Exercise description:
Please copy each line in the records below that contains the string "Duration".

Provided records:
▬▬▬▬▬▬

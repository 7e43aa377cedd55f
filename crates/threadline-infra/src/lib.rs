//! Infrastructure implementations for Threadline.
//!
//! Concrete adapters for the ports defined in `threadline-core`:
//! the OpenAI Assistants HTTP client, plus configuration loading and
//! data directory resolution.

pub mod assistant;
pub mod config;
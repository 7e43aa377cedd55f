use std::time::Duration;

use thiserror::Error;

/// Errors from calls to the remote assistant service.
#[derive(Debug, Error)]
pub enum AssistantApiError {
    #[error("authentication failed")]
    Authentication,

    #[error("resource not found: {0}")]
    NotFound(String),

    #[error("rate limited")]
    RateLimited,

    #[error("API error (HTTP {status}): {message}")]
    Api { status: u16, message: String },

    #[error("transport error: {0}")]
    Transport(String),

    #[error("deserialization error: {0}")]
    Deserialization(String),
}

/// Failure to establish a session.
///
/// Displays a generic message on purpose: the cause is kept as the error
/// source for logging but never shown to the user.
#[derive(Debug, Error)]
#[error("invalid credentials")]
pub struct InitializationFailure {
    #[source]
    pub cause: AssistantApiError,
}

/// Failure during one send/poll/fetch exchange.
///
/// Recoverable: the transcript is left intact and the session stays usable.
#[derive(Debug, Error)]
pub enum ExchangeFailure {
    #[error("assistant service error: {0}")]
    Remote(#[from] AssistantApiError),

    #[error("run did not finish within {}s", waited.as_secs())]
    TimedOut { waited: Duration },

    #[error("exchange cancelled")]
    Cancelled,
}
//! Shared domain types for Threadline.
//!
//! This crate contains the types used across the Threadline workspace:
//! credentials, remote assistant handles, run status, the local chat
//! transcript entries, configuration, and their associated error types.
//!
//! Zero infrastructure dependencies -- only serde, thiserror, secrecy.

pub mod assistant;
pub mod chat;
pub mod config;
pub mod error;
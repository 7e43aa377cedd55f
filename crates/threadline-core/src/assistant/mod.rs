//! Assistant service abstractions.
//!
//! - `AssistantClient`: RPITIT trait for the remote operations a session needs
//! - `AssistantConnector`: builds a client bound to a set of credentials
//! - `reply`: picks the reply of a run out of a thread listing

pub mod client;
pub mod reply;
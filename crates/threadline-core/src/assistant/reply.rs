//! Reply selection for a finished run.

use threadline_types::assistant::{MessageRole, RemoteMessage, RunId};

/// Pick the reply a run produced from a thread listing.
///
/// Only assistant-authored messages tagged with `run_id` and carrying text
/// qualify. Among those the most recent wins: highest `created_at`, and on
/// a tie the entry that appears later in `messages`. The result does not
/// depend on whether the listing is sorted ascending or descending.
pub fn select_reply<'a>(messages: &'a [RemoteMessage], run_id: &RunId) -> Option<&'a RemoteMessage> {
    messages
        .iter()
        .filter(|m| m.role == MessageRole::Assistant)
        .filter(|m| m.run_id.as_ref() == Some(run_id))
        .filter(|m| m.text.is_some())
        .max_by_key(|m| m.created_at)
}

▬▬▬▬▬▬

Result for this exercise:
use std::time::Duration;
    TimedOut { waited: Duration },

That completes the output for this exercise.